The study of adolescence is in an intersting state of flux.
The expectation that teenagers are rebellious by nature is probably not correct. After all, it is nly recently that adolescence, which more or less corresponds to the teen years, has been recognized at all. As recently as the early 1960, most young people went straight from school to employment, and wore the same clothes as everyone else at work. And of course that is still the pattern in many parts of the world, with the exception of school, which is sadly unavailable to so many. In most cultures teenage rebellion is not recognized at all.
Two years ago Professor Philip Graham, author of an excellent book published by Oxford University Press called 'The End of Adolescence' and a leading child and adolescent psychiatrist, challenged the myth that teenagers are trouble. He believes that the social attitudes towards the 'adolescent stereotype' that prevail in Western society have significant negative effects on the mental health of young people.
This stereotyping can cause some real problems:
- Low expectations of behaviour are often shared by teenagers themselves, leading to low self-esteem
- at least some of the frustration shown by young people in secondary schools can be attributed to the fact that they are 'disempowered' in relation to their intellectual and emotional competence
- The legal position of young people, for instance in relation to the age of criminal responsibility, voting age and the consumption of drugs and alcohol, is wildly inconsistent, and results both in injustice and in inadequate preparation for adult life
- The organisation of mental health services often fails to take into account the need to recognise the 'young adult' status of this age group.
The other side of this research is the risky behavior of many young people.
There is an excellent review in this month's issue of Current Directions in Psychological Science by Laurence Steinberg, Distinguished University Professor and the Laura H. Carnell Professor of Psychology at Temple University in Philadelphia. He is also the Director of the John D. and Catherine T. MacArthur Foundation Research Network on Adolescent Development and Juvenile Justice.
The review points out that over the past 10 years there has been a great deal of new research on adolescent brain development that sheds light on why yonug peple engage in risky and dangerous behavior. And also answer the question about why the educational programs or interventions that have been developed have not been especially effective. According to Steinberg, heightened risk taking in adolescence is the result of competition between two very different brain systems, the "socioemotional" and cognitive-control networks. Both are undergoing maturation during adolescence, but along very different timetables. During the adolescence, the socioemotional system becomes more assertive during puberty, while the cognitive-control system gains strength only gradually and over a longer period of time.
The "socioemotional" system processes social and emotional information, and it becomes very active during puberty, allowing adolescents to become more easily aroused and experience more intense emotion. They also become more sensitive to social influence.
On the other side, the cognitive-control system is the part of the brain that regulates behavior and makes the ultimate decisions, but it is still maturing during adolescence and into a person's mid-20s and perhaps beyond.
The socioemotional system is not always going full bore. When the system is not highly activated, for example, when individuals are not emotionally excited or they are alone, the cognitive-control network is strong enough to impose regulatory control over impulsive and risky behavior, even in early adolescence.

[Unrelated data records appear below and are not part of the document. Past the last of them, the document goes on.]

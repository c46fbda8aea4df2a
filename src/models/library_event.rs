use serde::{
    Deserialize, Deserializer, Serialize, Serializer,
    ser::SerializeStruct,
};

/// The kind of change a library event describes.
#[derive(Debug, Clone, Copy, PartialEq, Eq, Serialize, Deserialize)]
pub enum LibraryEventType {
    /// A book entering the catalogue for the first time.
    #[serde(rename = "NEW")]
    New,

    /// A change to a book that was published before.
    #[serde(rename = "UPDATE")]
    Update,
}

/// The book payload nested inside a library event.
#[derive(Debug, Clone, PartialEq, Eq, Serialize, Deserialize)]
#[serde(rename_all = "camelCase", deny_unknown_fields)]
pub struct Book {
    /// Catalogue identifier of the book.
    pub book_id: i32,

    /// Title of the book.
    pub book_name: String,

    /// Author of the book.
    pub book_author: String,
}

/// A single library event submitted for publication.
///
/// The event type is never stored on the event: it is recomputed from the
/// presence of `library_event_id` every time the event is serialized, so the
/// two can never disagree.
#[derive(Debug, Clone, PartialEq, Eq)]
pub struct LibraryEvent {
    /// Identifier of the event; present for updates, absent for new events.
    pub library_event_id: Option<i32>,

    /// The book the event is about.
    pub book: Book,
}

impl LibraryEvent {
    /// Returns the derived event type: `New` while the event has no
    /// identifier, `Update` once it has one.
    pub fn event_type(&self) -> LibraryEventType {
        match self.library_event_id {
            None => LibraryEventType::New,
            Some(_) => LibraryEventType::Update,
        }
    }
}

// Field order is part of the wire contract: consumers compare the payload
// byte for byte, so `libraryEventType` must be emitted first.
impl Serialize for LibraryEvent {
    fn serialize<S>(&self, serializer: S) -> Result<S::Ok, S::Error>
    where
        S: Serializer,
    {
        let mut state = serializer.serialize_struct("LibraryEvent", 3)?;
        state.serialize_field("libraryEventType", &self.event_type())?;
        state.serialize_field("libraryEventId", &self.library_event_id)?;
        state.serialize_field("book", &self.book)?;
        state.end()
    }
}

/// Wire-side shadow of `LibraryEvent`. A discriminator present in the input
/// is accepted but discarded; it is recomputed from the identifier.
#[derive(Deserialize)]
#[serde(rename_all = "camelCase")]
struct LibraryEventWire {
    #[serde(default)]
    #[allow(dead_code)]
    library_event_type: Option<LibraryEventType>,
    #[serde(default)]
    library_event_id: Option<i32>,
    book: Book,
}

impl<'de> Deserialize<'de> for LibraryEvent {
    fn deserialize<D>(deserializer: D) -> Result<Self, D::Error>
    where
        D: Deserializer<'de>,
    {
        let wire = LibraryEventWire::deserialize(deserializer)?;
        Ok(LibraryEvent { library_event_id: wire.library_event_id, book: wire.book })
    }
}
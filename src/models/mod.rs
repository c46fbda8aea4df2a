//! Domain model for library events.

mod library_event;

pub use library_event::{Book, LibraryEvent, LibraryEventType};
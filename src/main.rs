use std::{path::PathBuf, sync::Arc};

use clap::{Parser, ValueEnum};
use herald::{
    config::AppConfig,
    models::LibraryEvent,
    publisher::{BrokerClient, DeliveryStrategy, KafkaBrokerClient, LibraryEventPublisher},
};
use tracing_subscriber::{EnvFilter, FmtSubscriber};

#[derive(Parser)]
#[command(author, version, about, long_about = None)]
struct Cli {
    /// Path to a JSON file holding the library event to publish; reads
    /// standard input when omitted.
    event: Option<PathBuf>,

    /// Delivery strategy to publish under.
    #[arg(long, value_enum, default_value = "explicit-routing")]
    strategy: StrategyArg,

    /// Directory holding app.yaml.
    #[arg(long, default_value = "configs")]
    config_dir: String,
}

#[derive(Debug, Clone, Copy, ValueEnum)]
enum StrategyArg {
    /// Fire-and-forget on the broker's default topic routing.
    DefaultRouting,
    /// Fire-and-forget through an explicitly built record.
    ExplicitRouting,
    /// Wait for the broker acknowledgment before returning.
    Sync,
}

impl From<StrategyArg> for DeliveryStrategy {
    fn from(arg: StrategyArg) -> Self {
        match arg {
            StrategyArg::DefaultRouting => DeliveryStrategy::DefaultRouting,
            StrategyArg::ExplicitRouting => DeliveryStrategy::ExplicitRouting,
            StrategyArg::Sync => DeliveryStrategy::Synchronous,
        }
    }
}

#[tokio::main]
async fn main() -> Result<(), Box<dyn std::error::Error>> {
    // Initialize tracing subscriber
    let subscriber =
        FmtSubscriber::builder().with_env_filter(EnvFilter::from_default_env()).finish();
    tracing::subscriber::set_global_default(subscriber).expect("setting default subscriber failed");

    let cli = Cli::parse();

    tracing::debug!("Loading application configuration...");
    let config = AppConfig::new(Some(&cli.config_dir))?;
    tracing::debug!(topic = %config.kafka.topic, brokers = %config.kafka.brokers, "Configuration loaded.");

    let raw_event = match &cli.event {
        Some(path) => std::fs::read_to_string(path)?,
        None => std::io::read_to_string(std::io::stdin())?,
    };
    let event: LibraryEvent = serde_json::from_str(&raw_event)?;

    let client = Arc::new(KafkaBrokerClient::from_config(&config.kafka)?);
    let publisher = LibraryEventPublisher::new(
        Arc::clone(&client) as Arc<dyn BrokerClient>,
        config.kafka.topic.clone(),
    );

    match publisher.publish(&event, cli.strategy.into()).await? {
        Some(delivery) => {
            tracing::info!(
                partition = delivery.partition,
                offset = delivery.offset,
                "Broker acknowledged the event."
            );
        }
        None => {
            tracing::info!("Event submitted; the delivery outcome will be logged on completion.");
        }
    }

    // Give in-flight deliveries a bounded window to resolve before exit.
    client.flush(config.shutdown_timeout).await?;

    Ok(())
}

In the presence of peers, or in situations where emotions run high, the socioemotional network becomes sufficiently activated to diminish the regulatory effectiveness of the cognitive-control network.
Steinberg cites a study in which the presence of peers more than doubled the number of risks teenagers took in a video driving game.
As he says,
"In adolescence, not only is more merrier -- it is also riskier."

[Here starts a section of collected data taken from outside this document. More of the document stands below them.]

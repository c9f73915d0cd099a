//! Scale fields anchored at an observer position.
//!
//! A [`TransformationField`] maps a pixel position, relative to a
//! [`ReferencePoint`], to a non-negative scale factor. The warp divides the
//! offset of every output pixel from the reference point by that factor to find
//! where to sample the source image.
//!
//! Fields are looked up by name in a [`FieldRegistry`]. The default registry
//! ships a single kind, `"dnd"` ([`ChebyshevField`]); more can be added with
//! [`FieldRegistry::register`].
//!
//! # Example
//!
//! ```
//! use dndwarp_imgproc::field::{FieldRegistry, ReferencePoint};
//!
//! let registry = FieldRegistry::default();
//! let scale = registry.scale_fn("dnd", ReferencePoint { x: 0, y: 0 }).unwrap();
//!
//! assert!((scale(5.0, 0.0) - 1.0).abs() < 1e-6);
//! assert!((scale(5.0, 5.0) - std::f32::consts::FRAC_1_SQRT_2).abs() < 1e-6);
//! ```

mod chebyshev;

use std::collections::HashMap;

use dndwarp_image::ImageSize;

use crate::error::WarpError;

pub use chebyshev::ChebyshevField;

/// The pixel position of the observer that anchors a warp.
#[derive(Clone, Copy, Debug, PartialEq, Eq, Hash)]
pub struct ReferencePoint {
    /// Column of the observer.
    pub x: i64,
    /// Row of the observer.
    pub y: i64,
}

impl ReferencePoint {
    /// Derive the observer pixel from fractions of the image.
    ///
    /// `fx` is measured from the left edge, `fy` from the bottom edge:
    ///
    /// * `x = floor(W * fx)`
    /// * `y = floor(W * (1 - fy))`
    ///
    /// NOTE: the vertical fraction is scaled by the image *width*, not its height.
    /// This reproduces the established behaviour of the tool and only centres the
    /// observer vertically on square images.
    ///
    /// # Errors
    ///
    /// [`WarpError::NonFiniteFraction`] if either fraction is NaN or infinite.
    pub fn from_fractions(size: ImageSize, fx: f64, fy: f64) -> Result<Self, WarpError> {
        for f in [fx, fy] {
            if !f.is_finite() {
                return Err(WarpError::NonFiniteFraction(f));
            }
        }

        let width = size.width as f64;

        Ok(Self {
            x: (width * fx).floor() as i64,
            y: (width * (1.0 - fy)).floor() as i64,
        })
    }
}

/// A scale field relative to a reference point.
pub trait TransformationField: Send + Sync {
    /// The registry key of the field.
    fn name(&self) -> &'static str;

    /// The scale factor at `position = [x, y]` for an observer at `reference`.
    ///
    /// Implementations must return a finite, strictly positive value for every
    /// finite position, including the reference point itself.
    fn evaluate(&self, position: [f32; 2], reference: ReferencePoint) -> f32;
}

/// Constructor stored in a [`FieldRegistry`].
pub type FieldConstructor = fn() -> Box<dyn TransformationField>;

/// Name to constructor map of the available transformation fields.
#[derive(Clone)]
pub struct FieldRegistry {
    constructors: HashMap<String, FieldConstructor>,
}

impl Default for FieldRegistry {
    fn default() -> Self {
        let mut registry = Self::empty();
        registry.register(ChebyshevField::NAME, || Box::new(ChebyshevField));
        registry
    }
}

impl FieldRegistry {
    /// A registry without any field.
    pub fn empty() -> Self {
        Self {
            constructors: HashMap::new(),
        }
    }

    /// Register a field under `name`, replacing any previous entry.
    pub fn register(&mut self, name: impl Into<String>, constructor: FieldConstructor) {
        self.constructors.insert(name.into(), constructor);
    }

    /// Instantiate the field registered under `name`.
    ///
    /// # Errors
    ///
    /// [`WarpError::UnknownTransformKind`] if nothing is registered under `name`.
    pub fn create(&self, name: &str) -> Result<Box<dyn TransformationField>, WarpError> {
        self.constructors
            .get(name)
            .map(|constructor| constructor())
            .ok_or_else(|| WarpError::UnknownTransformKind(name.to_string()))
    }

    /// The registered names, sorted.
    pub fn kinds(&self) -> Vec<&str> {
        let mut kinds = self
            .constructors
            .keys()
            .map(String::as_str)
            .collect::<Vec<_>>();
        kinds.sort_unstable();
        kinds
    }

    /// The field `name` bound to `reference`, as a plain `(x, y) -> scale` function.
    pub fn scale_fn(
        &self,
        name: &str,
        reference: ReferencePoint,
    ) -> Result<Box<dyn Fn(f32, f32) -> f32 + Send + Sync>, WarpError> {
        let field = self.create(name)?;
        Ok(Box::new(move |x, y| field.evaluate([x, y], reference)))
    }
}

impl std::fmt::Debug for FieldRegistry {
    fn fmt(&self, f: &mut std::fmt::Formatter<'_>) -> std::fmt::Result {
        f.debug_struct("FieldRegistry")
            .field("kinds", &self.kinds())
            .finish()
    }
}

#[cfg(test)]
mod tests {
    use super::*;

    struct UnitField;

    impl TransformationField for UnitField {
        fn name(&self) -> &'static str {
            "unit"
        }

        fn evaluate(&self, _position: [f32; 2], _reference: ReferencePoint) -> f32 {
            1.0
        }
    }

    #[test]
    fn default_registry_has_dnd() -> Result<(), WarpError> {
        let registry = FieldRegistry::default();
        assert_eq!(registry.kinds(), vec!["dnd"]);
        assert_eq!(registry.create("dnd")?.name(), "dnd");
        Ok(())
    }

    #[test]
    fn unknown_kind() {
        let registry = FieldRegistry::default();
        assert!(matches!(
            registry.create("fisheye"),
            Err(WarpError::UnknownTransformKind(kind)) if kind == "fisheye"
        ));
        assert!(FieldRegistry::empty().create("dnd").is_err());
    }

    #[test]
    fn register_custom_kind() -> Result<(), WarpError> {
        let mut registry = FieldRegistry::default();
        registry.register("unit", || Box::new(UnitField));
        assert_eq!(registry.kinds(), vec!["dnd", "unit"]);

        let scale = registry.scale_fn("unit", ReferencePoint { x: 3, y: 3 })?;
        assert_eq!(scale(0.0, 7.0), 1.0);
        Ok(())
    }

    #[test]
    fn reference_point_from_fractions() -> Result<(), WarpError> {
        let size = ImageSize {
            width: 4,
            height: 4,
        };
        assert_eq!(
            ReferencePoint::from_fractions(size, 0.5, 0.5)?,
            ReferencePoint { x: 2, y: 2 }
        );
        assert_eq!(
            ReferencePoint::from_fractions(size, 0.0, 0.0)?,
            ReferencePoint { x: 0, y: 4 }
        );
        assert_eq!(
            ReferencePoint::from_fractions(size, -0.1, 1.2)?,
            ReferencePoint { x: -1, y: -1 }
        );
        Ok(())
    }

    #[test]
    fn reference_point_uses_width_for_rows() -> Result<(), WarpError> {
        let size = ImageSize {
            width: 10,
            height: 4,
        };
        assert_eq!(
            ReferencePoint::from_fractions(size, 0.25, 0.5)?,
            ReferencePoint { x: 2, y: 5 }
        );
        Ok(())
    }

    #[test]
    fn reference_point_rejects_nan() {
        let size = ImageSize {
            width: 4,
            height: 4,
        };
        assert!(matches!(
            ReferencePoint::from_fractions(size, f64::NAN, 0.5),
            Err(WarpError::NonFiniteFraction(_))
        ));
        assert_eq!(
            ReferencePoint::from_fractions(size, 0.5, f64::INFINITY),
            Err(WarpError::NonFiniteFraction(f64::INFINITY))
        );
    }
}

"There is a window of vulnerability in teens between puberty and mid-to-late adolescence in which kids have already started to experience the increased arousal of the socioemotional system, but they don't yet have a fully mature cognitive control system," he says. "Because their cognitive-control system is still not fully mature, it is more easily disrupted, especially when the socioemotional system is quite excited. And it gets excited by the presence of other people."
"I don't want people to think that education should not continue, I just think that it alone is not going to make much of a difference in deterring risky behavior. Some things just take time to develop, and, like it or not, mature judgment is probably one of them."

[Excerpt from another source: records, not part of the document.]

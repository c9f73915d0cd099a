use dndwarp_image::ImageError;

use crate::parallel::ParallelError;

/// Errors that can occur while warping an image or animating a path.
#[derive(thiserror::Error, Debug, PartialEq)]
pub enum WarpError {
    /// The image has no pixels along one of its dimensions.
    #[error("image dimensions must be positive, got {width}x{height}")]
    InvalidDimensions {
        /// Width of the image in pixels.
        width: usize,
        /// Height of the image in pixels.
        height: usize,
    },

    /// No transform was registered under the requested name.
    #[error("unknown transform kind: {0:?}")]
    UnknownTransformKind(String),

    /// A path needs at least one reference point.
    #[error("path must contain at least one reference point")]
    EmptyPath,

    /// A reference point fraction is NaN or infinite.
    #[error("reference point fraction must be finite, got {0}")]
    NonFiniteFraction(f64),

    /// A source axis does not have one coordinate per image column or row.
    #[error("axis of length {axis} does not match image dimension {image}")]
    AxisMismatch {
        /// Length of the axis.
        axis: usize,
        /// Number of pixels along the matching image dimension.
        image: usize,
    },

    /// Warping a single frame of a path failed.
    #[error("frame {index} failed: {source}")]
    Frame {
        /// Position of the failing reference point in the path.
        index: usize,
        /// The underlying error.
        source: Box<WarpError>,
    },

    /// Error from the image container.
    #[error(transparent)]
    Image(#[from] ImageError),

    /// Error from the parallel executor.
    #[error(transparent)]
    Parallel(#[from] ParallelError),
}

Steinberg advocates stricter laws and policies that would limit opportunities for immature judgment that often have harmful consequences. For example, strategies such as raising the price of cigarettes, more vigilantly enforcing laws governing the sale of alcohol, expanding adolescents' access to mental-health and contraceptive services, or raising the driving age would likely be more effective than education in limiting adolescent smoking, substance abuse, pregnancy, and automobile fatalities.
This is controversial stuff, but is also an illustration of a way in which science can help us make better decisions about how best to help young people to avoid auto-destruction.
Neurologically, teenagers are not just small adults, they are still large children. The problem is heightened because so many young people are constantly multi-tasking and children are being exposed to risky behaviors at ever younger ages, when their brains are least able to handle complex decisions about things that may have long-term consequences for them.